(Saved entries)
########################################
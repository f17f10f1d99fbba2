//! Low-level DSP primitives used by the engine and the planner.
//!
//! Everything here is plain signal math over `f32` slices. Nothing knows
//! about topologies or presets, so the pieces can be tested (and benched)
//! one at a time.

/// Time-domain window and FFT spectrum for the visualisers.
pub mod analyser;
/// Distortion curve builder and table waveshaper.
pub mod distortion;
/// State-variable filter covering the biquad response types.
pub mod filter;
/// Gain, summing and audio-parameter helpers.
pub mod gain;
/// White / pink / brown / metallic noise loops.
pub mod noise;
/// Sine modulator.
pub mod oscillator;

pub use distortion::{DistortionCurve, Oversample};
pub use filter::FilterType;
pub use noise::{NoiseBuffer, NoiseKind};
########################################
* [Task instructions]: All records shown above must be set down again verbatim.

* [Exercise result]:
repository f17f10f1d99fbba2
//! Low-level DSP primitives used by the engine and the planner.
//!
//! Everything here is plain signal math over `f32` slices. Nothing knows
//! about topologies or presets, so the pieces can be tested (and benched)
//! one at a time.

/// Time-domain window and FFT spectrum for the visualisers.
pub mod analyser;
/// Distortion curve builder and table waveshaper.
pub mod distortion;
/// State-variable filter covering the biquad response types.
pub mod filter;
/// Gain, summing and audio-parameter helpers.
pub mod gain;
/// White / pink / brown / metallic noise loops.
pub mod noise;
/// Sine modulator.
pub mod oscillator;

pub use distortion::{DistortionCurve, Oversample};
pub use filter::FilterType;
pub use noise::{NoiseBuffer, NoiseKind};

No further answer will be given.